Vernon Rapley, directeur de la protection et de la sécurité du patrimoine culturel au Victoria & Albert Museum
Vernon Rapley, directeur de la protection et de la sécurité du patrimoine culturel au Victoria & Albert Museum

Rapley a expliqué à L’Observatoire de l’Europe Culture la différence que le portail a apportée : « Culture in Crisis recevait des témoignages de personnes qui allaient travailler dans un pays ou une région en particulier, et nous connaissions des personnes qui venaient de rentrer de ce même pays, mais qui ne se connaissaient pas. Il y a tellement de choses que l’on peut apprendre en parlant avec des gens ou en partageant des informations, pour rendre son opération beaucoup plus efficace. »

« Le portail vise avant tout à encourager les gens à faire des choses ensemble, pas avec nous tout le temps, mais à les encourager en leur donnant les informations dont ils ont besoin pour faire de grandes choses.

« C’est plutôt un site de rencontre. Il est conçu pour vous attirer, vous offrir la connexion dont vous avez besoin, puis vous permettre de partir et de faire des choses ensemble. »

Le patrimoine culturel est menacé

La nécessité d’une action coordonnée et collaborative pour protéger les trésors culturels du monde n’a jamais été aussi grande. En janvier, un rapport de l’UNESCO a constaté que 435 sites culturels avaient été endommagés depuis février 2022.

Le Théâtre académique régional musical et dramatique de Tchernihiv Taras Shevchenko a été endommagé par une attaque russe, le 19 août 2023
Le Théâtre académique régional musical et dramatique de Tchernihiv Taras Shevchenko a été endommagé par une attaque russe, le 19 août 2023

Au moins 53 sites ont été gravement endommagés ou détruits, dont le Musée historique et d’histoire locale d’Ivankiv et sa collection, la Laure des Montagnes sacrées, un monastère du XVIIe siècle dans l’est de l’Ukraine, et le centre historique de Tchernihiv, qui figure sur la liste indicative du patrimoine mondial.

Des travaux sont en cours pour préserver la Maison des enseignants, symbole de l’indépendance ukrainienne qui a accueilli le premier parlement de la République populaire d’Ukraine en 1918. Frappé par les ondes de choc des attaques de roquettes russes sur Kiev, 500 mètres de verre, y compris le dôme emblématique du bâtiment, ont été endommagés.

Malgré l’impact immédiat et dévastateur des conflits, Rapley s’empresse de souligner que les menaces qui pèsent sur notre patrimoine culturel se présentent sous de nombreuses formes.

« La crise n’est pas liée à la guerre, elle concerne toute forme de crise naturelle, ainsi que les conflits humains qui provoquent des destructions. Les préoccupations sont très diverses et s’élargissent d’année en année. »

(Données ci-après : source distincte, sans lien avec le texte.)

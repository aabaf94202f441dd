
use std::collections::HashMap;
use std::sync::{Arc, Once};

use log::LevelFilter;

use crate::{
    bias::{iono, tropo},
    constants::SPEED_OF_LIGHT_M_S,
    prelude::{
        AtmosphereDelays, AtmosphereModel, BiasSource, Candidate, Carrier, Constellation,
        Duration, Epoch, Observation, ObservationSource, OrbitSource, OrbitalState, Position,
        Sources, TideModel, Vector3, SV,
    },
};

static INIT: Once = Once::new();

pub fn init_logger() {
    INIT.call_once(|| {
        env_logger::builder()
            .is_test(true)
            .filter_level(LevelFilter::Debug)
            .init();
    });
}

/// Site coordinates used across the scenarios
pub const SITE_ECEF_M: (f64, f64, f64) = (4696989.6880, 723994.1970, 4239678.3040);

/// Satellite distance to the site (m)
const SV_DISTANCE_M: f64 = 22_000_000.0;

/// Nominal and degraded signal strength (dB/Hz)
const NOMINAL_SNR_DBHZ: f64 = 45.0;
const WEAK_SNR_DBHZ: f64 = 20.0;

pub fn site_ecef() -> Vector3<f64> {
    Vector3::new(SITE_ECEF_M.0, SITE_ECEF_M.1, SITE_ECEF_M.2)
}

pub fn t0() -> Epoch {
    Epoch::from_gregorian_utc_at_midnight(2020, 6, 25)
}

/// Sampling epochs, 30s apart
pub fn epochs(n: usize) -> Vec<Epoch> {
    (0..n)
        .map(|i| t0() + Duration::from_seconds(30.0 * i as f64))
        .collect()
}

/// Sky plot as seen from the test site: (PRN, azimuth °, elevation °)
pub const GPS_SKY: [(u8, f64, f64); 8] = [
    (1, 0.0, 80.0),
    (2, 60.0, 45.0),
    (3, 150.0, 30.0),
    (4, 240.0, 50.0),
    (5, 300.0, 25.0),
    (6, 200.0, 15.0),
    (7, 100.0, 20.0),
    (8, 20.0, 35.0),
];

pub const GAL_SKY: [(u8, f64, f64); 3] = [(1, 45.0, 60.0), (2, 170.0, 40.0), (3, 280.0, 20.0)];

/// Noise free observations of a static site, with exact
/// pseudo ranges. Also acts as the [OrbitSource] and as every
/// optional collaborator, so each physical effect injected in the
/// measurements can be compensated exactly.
pub struct SyntheticSite {
    pub site: String,
    pub truth: Vector3<f64>,
    /// Receiver clock offset (m)
    pub clock_m: f64,
    pub epochs: Vec<Epoch>,
    pub satellites: HashMap<SV, Vector3<f64>>,
    /// Onboard clock offsets (s)
    pub sv_clocks: HashMap<SV, f64>,
    /// Satellites that are not observed at some epochs
    pub hidden: Vec<(Epoch, SV)>,
    /// Pseudo range offsets (m)
    pub offsets: Vec<(Epoch, SV, f64)>,
    /// Signals received with a low SNR
    pub weak: Vec<(Epoch, SV, Carrier)>,
    /// Receiver hardware delays (m), per signal
    pub rx_biases: HashMap<Carrier, f64>,
    /// Satellite code biases (m), per signal
    pub code_biases: HashMap<(SV, Carrier), f64>,
    /// Atmosphere delays affecting the signals
    pub atmosphere: Option<AtmosphereDelays>,
    /// Antenna displacement with respect to the monument (m)
    pub displacement: Vector3<f64>,
    /// Satellites in Earth's shadow
    pub eclipsed: Vec<SV>,
    /// Signal propagation in the rotating Earth frame
    pub earth_rotation: bool,
}

impl SyntheticSite {
    pub fn new(site: &str, nb_epochs: usize) -> Self {
        Self {
            site: site.to_string(),
            truth: site_ecef(),
            clock_m: 0.0,
            epochs: epochs(nb_epochs),
            satellites: HashMap::new(),
            sv_clocks: HashMap::new(),
            hidden: Vec::new(),
            offsets: Vec::new(),
            weak: Vec::new(),
            rx_biases: HashMap::new(),
            code_biases: HashMap::new(),
            atmosphere: None,
            displacement: Vector3::zeros(),
            eclipsed: Vec::new(),
            earth_rotation: false,
        }
    }

    /// Places a satellite in the sky of this site
    pub fn with_satellite(mut self, sv: SV, azimuth_deg: f64, elevation_deg: f64) -> Self {
        let (sin_az, cos_az) = azimuth_deg.to_radians().sin_cos();
        let (sin_el, cos_el) = elevation_deg.to_radians().sin_cos();
        let enu = Vector3::new(cos_el * sin_az, cos_el * cos_az, sin_el);
        let rot = Position::from_ecef(self.truth).ecef_to_enu();
        let ecef = self.truth + rot.transpose() * enu * SV_DISTANCE_M;
        self.satellites.insert(sv, ecef);
        self
    }

    /// Places the first `n` GPS satellites of the test sky plot
    pub fn with_gps(self, n: usize) -> Self {
        GPS_SKY.iter().take(n).fold(self, |s, (prn, az, el)| {
            s.with_satellite(SV::new(Constellation::GPS, *prn), *az, *el)
        })
    }

    /// Places the Galileo satellites of the test sky plot
    pub fn with_galileo(self) -> Self {
        GAL_SKY.iter().fold(self, |s, (prn, az, el)| {
            s.with_satellite(SV::new(Constellation::Galileo, *prn), *az, *el)
        })
    }

    pub fn with_clock_offset(mut self, clock_m: f64) -> Self {
        self.clock_m = clock_m;
        self
    }

    pub fn with_sv_clock(mut self, sv: SV, offset_s: f64) -> Self {
        self.sv_clocks.insert(sv, offset_s);
        self
    }

    pub fn hide(mut self, t: Epoch, sv: SV) -> Self {
        self.hidden.push((t, sv));
        self
    }

    pub fn with_offset(mut self, t: Epoch, sv: SV, offset_m: f64) -> Self {
        self.offsets.push((t, sv, offset_m));
        self
    }

    /// Degrades this signal's SNR at this epoch
    pub fn weaken(mut self, t: Epoch, sv: SV, carrier: Carrier) -> Self {
        self.weak.push((t, sv, carrier));
        self
    }

    pub fn with_receiver_bias(mut self, carrier: Carrier, bias_m: f64) -> Self {
        self.rx_biases.insert(carrier, bias_m);
        self
    }

    pub fn with_code_bias(mut self, sv: SV, carrier: Carrier, bias_m: f64) -> Self {
        self.code_biases.insert((sv, carrier), bias_m);
        self
    }

    pub fn with_atmosphere(mut self, delays: AtmosphereDelays) -> Self {
        self.atmosphere = Some(delays);
        self
    }

    pub fn with_displacement(mut self, displacement: Vector3<f64>) -> Self {
        self.displacement = displacement;
        self
    }

    pub fn eclipse(mut self, sv: SV) -> Self {
        self.eclipsed.push(sv);
        self
    }

    pub fn with_earth_rotation(mut self) -> Self {
        self.earth_rotation = true;
        self
    }

    /// Antenna position (m)
    pub fn antenna(&self) -> Vector3<f64> {
        self.truth + self.displacement
    }

    /// Satellite position (m) in the frame of reception
    fn received_position(&self, sv: SV) -> Vector3<f64> {
        let position = self.satellites[&sv];
        if self.earth_rotation {
            let tau = (position - self.antenna()).norm() / SPEED_OF_LIGHT_M_S;
            OrbitalState::from_position(position)
                .rotate_earth(tau)
                .position_m
        } else {
            position
        }
    }

    fn code_bias_m(&self, sv: SV, carrier: Carrier) -> f64 {
        self.code_biases
            .get(&(sv, carrier))
            .copied()
            .unwrap_or_default()
    }

    /// Pseudo range (m) of this signal
    fn pseudo_range(&self, t: Epoch, sv: SV, carrier: Carrier) -> f64 {
        let antenna = self.antenna();
        let position = self.received_position(sv);

        let range = (position - antenna).norm();
        let dt_sv = self.sv_clocks.get(&sv).copied().unwrap_or_default();
        let offset = self
            .offsets
            .iter()
            .filter(|(epoch, target, _)| *epoch == t && *target == sv)
            .map(|(_, _, offset)| offset)
            .sum::<f64>();

        let mut pr = range + self.clock_m - dt_sv * SPEED_OF_LIGHT_M_S + offset;

        pr += self.rx_biases.get(&carrier).copied().unwrap_or_default();
        pr += self.code_bias_m(sv, carrier);

        if let Some(delays) = self.atmosphere {
            let (elevation, _) = Position::from_ecef(antenna).elevation_azimuth_deg(position);
            pr += (delays.zhd_m + delays.zwd_m) * tropo::mapping(elevation);
            pr += delays.vertical_iono_m
                * iono::mapping(elevation)
                * carrier.iono_scaling(Carrier::L1);
        }

        pr
    }

    /// Observed frequency bands
    fn carriers(constellation: Constellation) -> [Carrier; 2] {
        match constellation {
            Constellation::Galileo => [Carrier::E1, Carrier::E5a],
            _ => [Carrier::L1, Carrier::L2],
        }
    }

    /// Wraps into processor [Sources]
    pub fn sources(self) -> Sources {
        let site = Arc::new(self);
        Sources::new(site.clone(), site.clone())
            .with_biases(site.clone())
            .with_atmosphere(site.clone())
            .with_tides(site)
    }

    /// [Candidate]s with resolved orbits, as expected by the direct solver
    pub fn resolved_candidates(&self, t: Epoch) -> Vec<Candidate> {
        let mut pool = self.observations(&self.site, t);
        for cd in pool.iter_mut() {
            if let Some(state) = self.state_at(t, cd.sv) {
                cd.set_orbit(state);
            }
        }
        pool
    }
}

impl ObservationSource for SyntheticSite {
    fn epochs(&self, site: &str, begin: Epoch, end: Epoch) -> Vec<Epoch> {
        if site != self.site {
            return Vec::new();
        }
        self.epochs
            .iter()
            .filter(|t| **t >= begin && **t <= end)
            .copied()
            .collect()
    }

    fn observations(&self, site: &str, t: Epoch) -> Vec<Candidate> {
        if site != self.site || !self.epochs.contains(&t) {
            return Vec::new();
        }

        let mut svs = self
            .satellites
            .keys()
            .filter(|sv| !self.hidden.contains(&(t, **sv)))
            .copied()
            .collect::<Vec<_>>();

        svs.sort();

        svs.into_iter()
            .map(|sv| {
                let observations = Self::carriers(sv.constellation)
                    .into_iter()
                    .map(|carrier| {
                        let snr = if self.weak.contains(&(t, sv, carrier)) {
                            WEAK_SNR_DBHZ
                        } else {
                            NOMINAL_SNR_DBHZ
                        };
                        let pr = self.pseudo_range(t, sv, carrier);
                        Observation::pseudo_range(carrier, pr, Some(snr))
                    })
                    .collect();

                Candidate::new(sv, t, observations)
            })
            .collect()
    }
}

impl OrbitSource for SyntheticSite {
    fn state_at(&self, _: Epoch, sv: SV) -> Option<OrbitalState> {
        let position = self.satellites.get(&sv)?;
        let clock = self.sv_clocks.get(&sv).copied().unwrap_or_default();
        Some(
            OrbitalState::from_position(*position)
                .with_clock_offset(clock)
                .with_eclipse(self.eclipsed.contains(&sv)),
        )
    }
}

impl BiasSource for SyntheticSite {
    fn code_bias(&self, _: Epoch, sv: SV, reference: Carrier, target: Carrier) -> Option<f64> {
        Some(self.code_bias_m(sv, reference) - self.code_bias_m(sv, target))
    }
}

impl AtmosphereModel for SyntheticSite {
    fn delays(&self, _: Vector3<f64>, _: Epoch) -> Option<AtmosphereDelays> {
        self.atmosphere
    }
}

impl TideModel for SyntheticSite {
    fn displacement(&self, _: Vector3<f64>, _: Epoch) -> Vector3<f64> {
        self.displacement
    }
}

#[test]
fn synthetic_geometry() {
    let site = SyntheticSite::new("TEST", 1).with_gps(8);
    let rx = Position::from_ecef(site.truth);
    for (prn, az, el) in GPS_SKY.iter() {
        let sv = SV::new(Constellation::GPS, *prn);
        let (elev, azim) = rx.elevation_azimuth_deg(site.satellites[&sv]);
        assert!((elev - el).abs() < 1.0E-6, "{}: elevation {}", sv, elev);
        assert!(
            (azim - az).abs() < 1.0E-6 || (azim - az).abs() > 359.999,
            "{}: azimuth {}",
            sv,
            azim
        );
    }
}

Pour étayer ses dires, le portail propose un projet visant à étudier l’impact du tourisme patrimonial sur les sites culturels du monde entier. Des sites en Espagne, en Irlande et en Inde font partie des sites étudiés pour mieux comprendre comment le tourisme peut être mené de manière durable sur le plan environnemental, économique et culturel.

Les autres institutions culturelles devraient-elles faire davantage ?

Rapley, qui quittera le V&A en octobre après 14 ans, est fier du travail que fait le musée pour aider à rassembler les gens et les projets, mais pense que d’autres institutions culturelles pourraient faire plus.

« Je pense que davantage de musées possédant des collections internationales devraient s’engager dans cette voie et investir du temps ou des ressources pour contribuer à ce travail. J’aimerais que d’autres le fassent, mais j’aimerais qu’ils trouvent leur place. J’aimerais qu’ils fassent quelque chose qui complète ou soutienne les efforts existants.

« Ce n’est pas un appel aux armes. Il ne s’agit pas de demander à chaque musée de consacrer une ou deux personnes à cette tâche, mais je pense que les musées et les organisations du patrimoine devraient au moins réfléchir à ce qu’ils peuvent faire. »

Le programme bénéficie du soutien de l’actuel directeur du V&A, Tristram Hunt, de l’ambition de développer la plus grande base de données au monde de projets de préservation du patrimoine culturel et de nouvelles menaces émergent chaque année, obligeant encore plus de gens ordinaires à faire des choses extraordinaires.